Here’s a simple example in Java using gradient descent for a univariate function:

import java.util.function.Function;

public class GradientDescent {

public static void main(String[] args) {
// Example: Minimize the function f(x) = x^2
Function<Double, Double> function = x -> x * x;

double initialGuess = 3.0; // Initial guess for the minimum
double learningRate = 0.1; // The learning rate determines the size of each step

// Gradient Descent
double resultGD = gradientDescent(function, initialGuess, learningRate);
System.out.println("Local Minimum found using Gradient Descent at x = " + resultGD);
System.out.println("Minimum value of the function = " + function.apply(resultGD));


// Gradient Ascent
double resultGA = gradientAscent(function, initialGuess, learningRate);
System.out.println("Local Maximum found using Gradient Ascent at x = " + resultGA);
System.out.println("Value of the function = " + function.apply(resultGA));

}

// Gradient descent algorithm
private static double gradientDescent(Function<Double, Double> function, double initialGuess, double learningRate) {
double x = initialGuess;
long iteration=0;

// Loop until convergence (you can also use a fixed number of iterations)
while (true) {
iteration++;
double gradient = computeGradient(function, x);
double nextX = x - learningRate * gradient;

// Check for convergence (adjust the threshold as needed)
if (Math.abs(nextX - x) < 1e-6) {
break;
}

x = nextX;
}

System.out.println("iteration count = "+iteration);

return x;
}

// Gradient ascent algorithm
private static double gradientAscent(Function<Double, Double> function, double initialGuess, double learningRate) {
double x = initialGuess;
long iteration = 0;

// Loop until convergence (you can also use a fixed number of iterations)
while (true) {
iteration++;
double gradient = computeGradient(function, x);
double nextX = x + learningRate * gradient; // Note the change here for ascent

// Check for convergence (adjust the threshold as needed)
if (Math.abs(nextX - x) < 1e-6) {
break;
}

x = nextX;
}

System.out.println("Gradient Ascent Iteration Count = " + iteration);

return x;
}

// Compute the derivative of the function at a given point
private static double computeGradient(Function<Double, Double> function, double x) {
double h = 1e-5; // Small step size for numerical differentiation
return (function.apply(x + h) - function.apply(x)) / h;
}
}

The code comes from a LLM. It is interesting to see that the implementation appears to be so simple and yet the results are so profound.
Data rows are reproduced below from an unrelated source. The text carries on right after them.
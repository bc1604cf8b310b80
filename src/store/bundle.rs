//! Session bundles and partial updates

use crate::table::EpisodeTable;
use std::collections::BTreeMap;

/// Free-form processing flags kept alongside the table.
pub type ProcessingState = BTreeMap<String, String>;

/// Mutable per-identity state.
#[derive(Debug, Clone, Default, PartialEq)]
pub struct SessionBundle {
    pub table: Option<EpisodeTable>,
    pub uploaded_filename: Option<String>,
    pub current_csv_file: Option<String>,
    pub processing_state: ProcessingState,
}

impl SessionBundle {
    pub fn is_empty(&self) -> bool {
        self.table.is_none()
            && self.uploaded_filename.is_none()
            && self.current_csv_file.is_none()
            && self.processing_state.is_empty()
    }
}

/// Fields to merge into a bundle. `None` leaves the current value alone.
#[derive(Debug, Clone, Default)]
pub struct BundleUpdate {
    pub table: Option<EpisodeTable>,
    pub uploaded_filename: Option<String>,
    pub current_csv_file: Option<String>,
    pub processing_state: Option<ProcessingState>,
}

impl BundleUpdate {
    pub fn new() -> Self {
        Self::default()
    }

    pub fn with_table(mut self, table: EpisodeTable) -> Self {
        self.table = Some(table);
        self
    }

    pub fn with_uploaded_filename(mut self, name: impl Into<String>) -> Self {
        self.uploaded_filename = Some(name.into());
        self
    }

    pub fn with_current_csv_file(mut self, name: impl Into<String>) -> Self {
        self.current_csv_file = Some(name.into());
        self
    }

    pub fn with_processing_state(mut self, state: ProcessingState) -> Self {
        self.processing_state = Some(state);
        self
    }

    /// Merge into `bundle`, replacing each field that is set.
    pub fn apply(self, bundle: &mut SessionBundle) {
        if let Some(table) = self.table {
            bundle.table = Some(table);
        }
        if let Some(name) = self.uploaded_filename {
            bundle.uploaded_filename = Some(name);
        }
        if let Some(name) = self.current_csv_file {
            bundle.current_csv_file = Some(name);
        }
        if let Some(state) = self.processing_state {
            bundle.processing_state = state;
        }
    }
}
//! MCP tool parameter structs with schemars-derived JSON schemas.

use schemars::JsonSchema;
use serde::Deserialize;

// ── Session params ─────────────────────────────────────────────────────

#[derive(Debug, Deserialize, JsonSchema)]
pub struct SessionParams {
    #[schemars(description = "Session token returned by open_session")]
    pub session: String,
}

// ── Upload params ──────────────────────────────────────────────────────

#[derive(Debug, Deserialize, JsonSchema)]
pub struct UploadCsvParams {
    #[schemars(description = "Session token returned by open_session")]
    pub session: String,
    #[schemars(description = "Path to a CSV file to read (alternative to content)")]
    pub path: Option<String>,
    #[schemars(description = "CSV text with at least Title and Description columns")]
    pub content: Option<String>,
    #[schemars(description = "File name to record; defaults to the name in path. Must end in .csv")]
    pub filename: Option<String>,
}

// ── Episode params ─────────────────────────────────────────────────────

#[derive(Debug, Deserialize, JsonSchema)]
pub struct EpisodeParams {
    #[schemars(description = "Session token returned by open_session")]
    pub session: String,
    #[schemars(description = "Exact episode title")]
    pub title: String,
}

#[derive(Debug, Deserialize, JsonSchema)]
pub struct MarkAnalyzedParams {
    #[schemars(description = "Session token returned by open_session")]
    pub session: String,
    #[schemars(description = "Exact episode title")]
    pub title: String,
    #[schemars(description = "New value; the flag is toggled when omitted")]
    pub value: Option<bool>,
}

#[derive(Debug, Deserialize, JsonSchema)]
pub struct QueryParams {
    #[schemars(description = "Session token returned by open_session")]
    pub session: String,
    #[schemars(description = "Exact episode title")]
    pub title: String,
    #[schemars(description = "Search query (no commas)")]
    pub query: String,
}

// ── Export params ──────────────────────────────────────────────────────

#[derive(Debug, Deserialize, JsonSchema)]
pub struct ExportParams {
    #[schemars(description = "Session token returned by open_session")]
    pub session: String,
    #[schemars(description = "Directory to write the CSV into; returned inline when omitted")]
    pub out_dir: Option<String>,
}
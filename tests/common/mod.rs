//! Shared fixtures for podplanner integration tests

#![allow(dead_code)]

use podplanner::{EpisodeApi, Identity, ManualClock, SessionStore};
use std::path::PathBuf;
use std::sync::Arc;
use std::time::Duration;

/// Titles in `fixtures/episodes.csv`, in file order
pub const TITLES: [&str; 3] = ["Cats at Home", "Dog Days", "Birdsong"];

pub fn fixture_path(name: &str) -> PathBuf {
    PathBuf::from(env!("CARGO_MANIFEST_DIR"))
        .join("tests")
        .join("fixtures")
        .join(name)
}

pub fn episodes_csv() -> Vec<u8> {
    std::fs::read(fixture_path("episodes.csv")).expect("episodes fixture is readable")
}

/// An API over a default store with the episode fixture uploaded.
pub fn uploaded_session() -> (EpisodeApi, Identity) {
    let api = EpisodeApi::default();
    let identity = api.new_identity();
    api.upload_csv(&identity, "episodes.csv", &episodes_csv())
        .expect("fixture uploads");
    (api, identity)
}

/// An API whose store runs on a manual clock.
pub fn api_with_clock(ttl: Duration, capacity: usize) -> (EpisodeApi, Arc<ManualClock>) {
    let clock = Arc::new(ManualClock::default());
    let store = SessionStore::with_clock(ttl, capacity, clock.clone());
    (EpisodeApi::new(Arc::new(store)), clock)
}
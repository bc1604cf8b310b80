//! Table-level scenarios: ingestion, lookup, summaries and export

use super::episodes::unique_column_names;
use super::*;
use crate::text::{QueryList, RawField};

fn cols(names: &[&str]) -> Vec<String> {
    names.iter().map(|s| s.to_string()).collect()
}

fn row(cells: &[&str]) -> Vec<RawField> {
    cells.iter().map(|c| RawField::from_cell(c)).collect()
}

fn three_episodes() -> EpisodeTable {
    let raw = RawTable::new(cols(&["Title", "Description", "Important Words"]))
        .with_row(row(&["Ep 1", "Cats", "cats, kittens"]))
        .with_row(row(&["Ep 2", "Dogs", "dogs"]))
        .with_row(row(&["Ep 3", "Birds", ""]));
    EpisodeTable::from_raw(raw).unwrap()
}

// === Scenario: ingestion validates required columns ===

#[test]
fn missing_description_is_rejected() {
    let raw = RawTable::new(cols(&["Title", "Notes"])).with_row(row(&["Ep 1", "x"]));
    let err = EpisodeTable::from_raw(raw).unwrap_err();
    assert_eq!(err, SchemaError::MissingColumns(vec!["Description".to_string()]));
    assert!(err.to_string().starts_with("CSV must contain columns: Title, Description"));
}

#[test]
fn missing_both_required_columns_lists_both() {
    let err = EpisodeTable::from_raw(RawTable::new(cols(&["Name"]))).unwrap_err();
    assert_eq!(
        err,
        SchemaError::MissingColumns(vec!["Title".to_string(), "Description".to_string()])
    );
}

#[test]
fn duplicate_titles_are_rejected() {
    let raw = RawTable::new(cols(&["Title", "Description"]))
        .with_row(row(&["Ep 1", "a"]))
        .with_row(row(&["Ep 1", "b"]));
    assert_eq!(
        EpisodeTable::from_raw(raw).unwrap_err(),
        SchemaError::DuplicateTitle("Ep 1".to_string())
    );
}

#[test]
fn blank_titles_do_not_count_as_duplicates() {
    let raw = RawTable::new(cols(&["Title", "Description"]))
        .with_row(row(&["", "a"]))
        .with_row(row(&["", "b"]));
    assert_eq!(EpisodeTable::from_raw(raw).unwrap().len(), 2);
}

// === Scenario: header names are made unique ===

#[test]
fn trailing_blank_headers_are_named_by_position() {
    let raw = read_csv("Title,Description,,\nEp 1,Cats,,\n".as_bytes()).unwrap();
    let table = EpisodeTable::from_raw(raw).unwrap();
    assert_eq!(
        table.columns(),
        &cols(&[
            "Title",
            "Description",
            "Unnamed: 2",
            "Unnamed: 3",
            "Analyzed",
            "No of Queries",
            "Added Queries",
        ])
    );
    assert_eq!(table.find("Ep 1").unwrap().description, "Cats");

    let csv = String::from_utf8(table.to_csv().unwrap()).unwrap();
    assert!(csv.starts_with("Title,Description,Unnamed: 2,Unnamed: 3,Analyzed"));
}

#[test]
fn repeated_headers_get_numeric_suffixes() {
    let raw = RawTable::new(cols(&["Title", "Description", "Notes", "Notes", "Title"]))
        .with_row(row(&["Ep 1", "Cats", "a", "b", "shadow"]));
    let table = EpisodeTable::from_raw(raw).unwrap();

    assert_eq!(&table.columns()[..5], &cols(&["Title", "Description", "Notes", "Notes.1", "Title.1"])[..]);
    let record = table.find("Ep 1").unwrap();
    assert_eq!(record.cell("Notes"), "a");
    assert_eq!(record.cell("Notes.1"), "b");
    assert_eq!(record.cell("Title.1"), "shadow");
}

#[test]
fn suffixes_skip_names_already_taken() {
    assert_eq!(
        unique_column_names(cols(&["A", "A", "A.1", ""])),
        cols(&["A", "A.1", "A.1.1", "Unnamed: 3"])
    );
}

// === Scenario: tracking columns are backfilled ===

#[test]
fn tracking_columns_are_appended_with_defaults() {
    let table = three_episodes();
    assert_eq!(
        table.columns(),
        &cols(&[
            "Title",
            "Description",
            "Important Words",
            "Analyzed",
            "No of Queries",
            "Added Queries"
        ])[..]
    );
    for record in table.records() {
        assert!(!record.analyzed);
        assert_eq!(record.query_count(), 0);
        assert_eq!(record.added_queries(), "");
    }
}

#[test]
fn existing_tracking_columns_keep_their_position_and_values() {
    let raw = RawTable::new(cols(&["Added Queries", "Title", "Analyzed", "Description"]))
        .with_row(row(&["a,b", "Ep 1", "True", "Cats"]));
    let table = EpisodeTable::from_raw(raw).unwrap();
    assert_eq!(
        table.columns(),
        &cols(&["Added Queries", "Title", "Analyzed", "Description", "No of Queries"])[..]
    );
    let record = table.find("Ep 1").unwrap();
    assert!(record.analyzed);
    assert_eq!(record.added_queries(), "a,b");
}

// === Scenario: lookup and summaries ===

#[test]
fn find_matches_exact_titles_only() {
    let table = three_episodes();
    assert!(table.find("Ep 2").is_some());
    assert!(table.find("ep 2").is_none());
    assert!(table.find(" Ep 2").is_none());
}

#[test]
fn analysis_summary_uses_one_based_positions() {
    let mut table = three_episodes();
    table.find_mut("Ep 1").unwrap().analyzed = true;
    table.find_mut("Ep 3").unwrap().analyzed = true;

    let summary = table.analysis_summary();
    assert_eq!(summary.analyzed_episodes, vec![1, 3]);
    assert_eq!(summary.not_analyzed_episodes, vec![2]);
    assert_eq!(summary.total_episodes, 3);
    assert_eq!(summary.analyzed_count, 2);
    assert_eq!(summary.not_analyzed_count, 1);
    assert_eq!(table.pending_count(), 1);
}

#[test]
fn display_rows_follow_table_order() {
    let mut table = three_episodes();
    table
        .find_mut("Ep 2")
        .unwrap()
        .set_queries(&QueryList::parse("dog podcast"));
    let rows = table.display_rows();
    assert_eq!(rows.len(), 3);
    assert_eq!(rows[1].title, "Ep 2");
    assert_eq!(rows[1].query_count, 1);
    assert_eq!(rows[1].added_queries, "dog podcast");
}

#[test]
fn important_words_presence_drives_download_readiness() {
    assert!(three_episodes().has_important_words());
    let raw = RawTable::new(cols(&["Title", "Description", "Important Words 1"]));
    assert!(!EpisodeTable::from_raw(raw).unwrap().has_important_words());
}

// === Scenario: export keeps uploaded columns ===

#[test]
fn export_preserves_extra_columns_and_mutations() {
    let data = "Host,Title,Description,Important Words 1\n\
                Sam,Ep 1,Cats,\"['cat', 'kitten']\"\n\
                Alex,Ep 2,Dogs,\n";
    let mut table = EpisodeTable::from_raw(read_csv(data.as_bytes()).unwrap()).unwrap();
    {
        let record = table.find_mut("Ep 1").unwrap();
        record.analyzed = true;
        record.set_queries(&QueryList::parse("cat podcast,kitten podcast"));
    }

    let csv = String::from_utf8(table.to_csv().unwrap()).unwrap();
    let lines: Vec<&str> = csv.lines().collect();
    assert_eq!(
        lines[0],
        "Host,Title,Description,Important Words 1,Analyzed,No of Queries,Added Queries"
    );
    assert_eq!(
        lines[1],
        "Sam,Ep 1,Cats,\"['cat', 'kitten']\",True,2,\"cat podcast,kitten podcast\""
    );
    assert_eq!(lines[2], "Alex,Ep 2,Dogs,,False,0,");
}

#[test]
fn exported_csv_reingests_to_the_same_table() {
    let mut table = three_episodes();
    table
        .find_mut("Ep 3")
        .unwrap()
        .set_queries(&QueryList::parse("bird podcast,birding"));
    table.find_mut("Ep 3").unwrap().analyzed = true;

    let csv = table.to_csv().unwrap();
    let again = EpisodeTable::from_raw(read_csv(csv.as_slice()).unwrap()).unwrap();
    assert_eq!(again, table);
}
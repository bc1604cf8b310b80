//! MCP server for podplanner: exposes episode upload, keyword suggestions,
//! analysis tracking and query editing via the Model Context Protocol.
//!
//! Every tool except `open_session` takes the session token that
//! `open_session` hands out. Failures come back as
//! `{"success": false, "kind": ..., "error": ...}`.

pub mod params;

use params::*;
use crate::api::{ApiError, EpisodeApi, ErrorKind};
use crate::config::Config;
use crate::store::{Identity, SessionStore};
use rmcp::{
    handler::server::{router::tool::ToolRouter, wrapper::Parameters},
    model::{CallToolResult, Content, ServerCapabilities, ServerInfo},
    tool, tool_handler, tool_router, ErrorData as McpError, ServerHandler, ServiceExt,
};
use serde_json::{json, Value};
use std::path::{Path, PathBuf};
use std::sync::Arc;
use tracing::{error, info};

// ---------------------------------------------------------------------------
// Helpers
// ---------------------------------------------------------------------------

fn pretty(value: &Value) -> String {
    serde_json::to_string_pretty(value).unwrap_or_else(|_| value.to_string())
}

fn ok_json(value: Value) -> Result<CallToolResult, McpError> {
    Ok(CallToolResult::success(vec![Content::text(pretty(&value))]))
}

fn err_json(value: Value) -> Result<CallToolResult, McpError> {
    Ok(CallToolResult::error(vec![Content::text(pretty(&value))]))
}

fn failure_json(kind: ErrorKind, message: &str) -> Value {
    json!({ "success": false, "kind": kind, "error": message })
}

fn api_failure(err: ApiError) -> Result<CallToolResult, McpError> {
    err_json(failure_json(err.kind(), &err.to_string()))
}

/// Resolve an upload to `(filename, bytes)` from either a path or inline text.
fn upload_source(p: &UploadCsvParams) -> Result<(String, Vec<u8>), String> {
    match (&p.path, &p.content) {
        (Some(path), _) => {
            let path = Path::new(path);
            let bytes = std::fs::read(path)
                .map_err(|e| format!("failed to read {}: {}", path.display(), e))?;
            let filename = p
                .filename
                .clone()
                .or_else(|| path.file_name().map(|n| n.to_string_lossy().into_owned()))
                .ok_or_else(|| format!("cannot derive a file name from {}", path.display()))?;
            Ok((filename, bytes))
        }
        (None, Some(content)) => {
            let filename = p
                .filename
                .clone()
                .ok_or_else(|| "filename is required with content".to_string())?;
            Ok((filename, content.as_bytes().to_vec()))
        }
        (None, None) => Err("either path or content is required".to_string()),
    }
}

// ---------------------------------------------------------------------------
// PodplannerMcpServer
// ---------------------------------------------------------------------------

#[derive(Clone)]
pub struct PodplannerMcpServer {
    api: EpisodeApi,
    tool_router: ToolRouter<Self>,
}

#[tool_router]
impl PodplannerMcpServer {
    pub fn new(api: EpisodeApi) -> Self {
        Self {
            api,
            tool_router: Self::tool_router(),
        }
    }

    // ── Session tools ───────────────────────────────────────────────────

    #[tool(description = "Start a new session and return its token")]
    fn open_session(&self) -> Result<CallToolResult, McpError> {
        let identity = self.api.new_identity();
        ok_json(json!({ "success": true, "session": identity }))
    }

    #[tool(description = "Upload an episode CSV (Title and Description columns required)")]
    fn upload_csv(
        &self,
        Parameters(p): Parameters<UploadCsvParams>,
    ) -> Result<CallToolResult, McpError> {
        let (filename, bytes) = match upload_source(&p) {
            Ok(source) => source,
            Err(msg) => return err_json(failure_json(ErrorKind::InvalidInput, &msg)),
        };
        let identity = Identity::from(p.session);
        match self.api.upload_csv(&identity, &filename, &bytes) {
            Ok(overview) => ok_json(json!({
                "success": true,
                "message": "CSV uploaded successfully.",
                "overview": overview,
            })),
            Err(e) => api_failure(e),
        }
    }

    #[tool(description = "Show the uploaded table: file name, size, columns and tracking columns per episode")]
    fn table_overview(
        &self,
        Parameters(p): Parameters<SessionParams>,
    ) -> Result<CallToolResult, McpError> {
        let identity = Identity::from(p.session);
        match self.api.table_overview(&identity) {
            Some(overview) => ok_json(json!({ "success": true, "overview": overview })),
            None => ok_json(json!({ "success": true, "overview": null })),
        }
    }

    #[tool(description = "List episode titles with 1-based positions and analysis progress")]
    fn results_overview(
        &self,
        Parameters(p): Parameters<SessionParams>,
    ) -> Result<CallToolResult, McpError> {
        match self.api.results_overview(&Identity::from(p.session)) {
            Ok(results) => ok_json(json!({ "success": true, "results": results })),
            Err(e) => api_failure(e),
        }
    }

    // ── Episode tools ───────────────────────────────────────────────────

    #[tool(description = "Keyword suggestions and planner text for one episode")]
    fn get_suggestions(
        &self,
        Parameters(p): Parameters<EpisodeParams>,
    ) -> Result<CallToolResult, McpError> {
        match self
            .api
            .episode_suggestions(&Identity::from(p.session), &p.title)
        {
            Ok(suggestions) => ok_json(json!({ "success": true, "suggestions": suggestions })),
            Err(e) => api_failure(e),
        }
    }

    #[tool(description = "Set or toggle whether an episode has been analyzed")]
    fn mark_episode_analyzed(
        &self,
        Parameters(p): Parameters<MarkAnalyzedParams>,
    ) -> Result<CallToolResult, McpError> {
        match self
            .api
            .set_analyzed(&Identity::from(p.session), &p.title, p.value)
        {
            Ok(analyzed) => ok_json(json!({ "success": true, "Analyzed": analyzed })),
            Err(e) => api_failure(e),
        }
    }

    #[tool(description = "Attach a search query to an episode")]
    fn add_query(
        &self,
        Parameters(p): Parameters<QueryParams>,
    ) -> Result<CallToolResult, McpError> {
        match self
            .api
            .add_query(&Identity::from(p.session), &p.title, &p.query)
        {
            Ok(update) => ok_json(json!({
                "success": true,
                "saved_count": update.count,
                "saved_queries": update.queries,
            })),
            Err(e) => api_failure(e),
        }
    }

    #[tool(description = "Remove a search query from an episode")]
    fn remove_query(
        &self,
        Parameters(p): Parameters<QueryParams>,
    ) -> Result<CallToolResult, McpError> {
        match self
            .api
            .remove_query(&Identity::from(p.session), &p.title, &p.query)
        {
            Ok(update) => ok_json(json!({
                "success": true,
                "saved_count": update.count,
                "saved_queries": update.queries,
            })),
            Err(e) => api_failure(e),
        }
    }

    #[tool(description = "Analyzed flag and saved queries of one episode")]
    fn get_episode_status(
        &self,
        Parameters(p): Parameters<EpisodeParams>,
    ) -> Result<CallToolResult, McpError> {
        let status = self
            .api
            .episode_status(&Identity::from(p.session), &p.title);
        ok_json(json!({
            "Analyzed": status.analyzed,
            "saved_count": status.count,
            "saved_queries": status.queries,
        }))
    }

    #[tool(description = "Which episodes are analyzed and which are pending (1-based positions)")]
    fn get_analysis_status(
        &self,
        Parameters(p): Parameters<SessionParams>,
    ) -> Result<CallToolResult, McpError> {
        match self.api.analysis_summary(&Identity::from(p.session)) {
            Ok(summary) => ok_json(json!(summary)),
            Err(e) => api_failure(e),
        }
    }

    // ── Export tools ────────────────────────────────────────────────────

    #[tool(description = "Export the annotated table as CSV, inline or into a directory")]
    fn export_csv(
        &self,
        Parameters(p): Parameters<ExportParams>,
    ) -> Result<CallToolResult, McpError> {
        let exported = match self.api.export_table(&Identity::from(p.session)) {
            Ok(exported) => exported,
            Err(e) => return api_failure(e),
        };

        match p.out_dir {
            Some(dir) => {
                let path = PathBuf::from(dir).join(&exported.filename);
                match std::fs::write(&path, &exported.csv) {
                    Ok(()) => ok_json(json!({
                        "success": true,
                        "filename": exported.filename,
                        "path": path.display().to_string(),
                    })),
                    Err(e) => err_json(failure_json(
                        ErrorKind::InvalidInput,
                        &format!("failed to write {}: {}", path.display(), e),
                    )),
                }
            }
            None => ok_json(json!({
                "success": true,
                "filename": exported.filename,
                "csv": String::from_utf8_lossy(&exported.csv),
            })),
        }
    }
}

#[tool_handler]
impl ServerHandler for PodplannerMcpServer {
    fn get_info(&self) -> ServerInfo {
        ServerInfo {
            instructions: Some(
                "podplanner MCP server: upload an episode CSV, review keyword suggestions, track analyzed episodes and saved search queries, then export the annotated CSV. Call open_session first."
                    .into(),
            ),
            capabilities: ServerCapabilities::builder().enable_tools().build(),
            ..Default::default()
        }
    }
}

// ---------------------------------------------------------------------------
// Entry point
// ---------------------------------------------------------------------------

pub fn run_mcp_server(config: &Config) -> i32 {
    let rt = match tokio::runtime::Runtime::new() {
        Ok(rt) => rt,
        Err(e) => {
            error!(error = %e, "failed to create tokio runtime");
            return 1;
        }
    };

    let store = Arc::new(SessionStore::from_config(&config.store));
    let server = PodplannerMcpServer::new(EpisodeApi::new(store));

    rt.block_on(async move {
        info!(
            ttl_secs = config.store.ttl_secs,
            capacity = config.store.capacity,
            "podplanner mcp server starting on stdio"
        );

        let service = match server.serve(rmcp::transport::stdio()).await {
            Ok(s) => s,
            Err(e) => {
                error!(error = %e, "failed to start MCP server");
                return 1;
            }
        };

        if let Err(e) = service.waiting().await {
            error!(error = %e, "MCP server error");
            return 1;
        }

        0
    })
}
This example minimizes the function f(x) = x², but you can replace the function with your own function. The “gradientDescent” function performs the optimization, and you might need to adjust the learning rate and convergence criteria based on the characteristics of your specific problem.

This has been used to generate the bounds of a function to generate meaningful graphs like this without human inputs:

The code I provided for the gradient descent is designed for smooth, differentiable functions. The function

f(x)= 1/ x² is not differentiable at x=0 , and the gradient descent algorithm may not converge in such cases.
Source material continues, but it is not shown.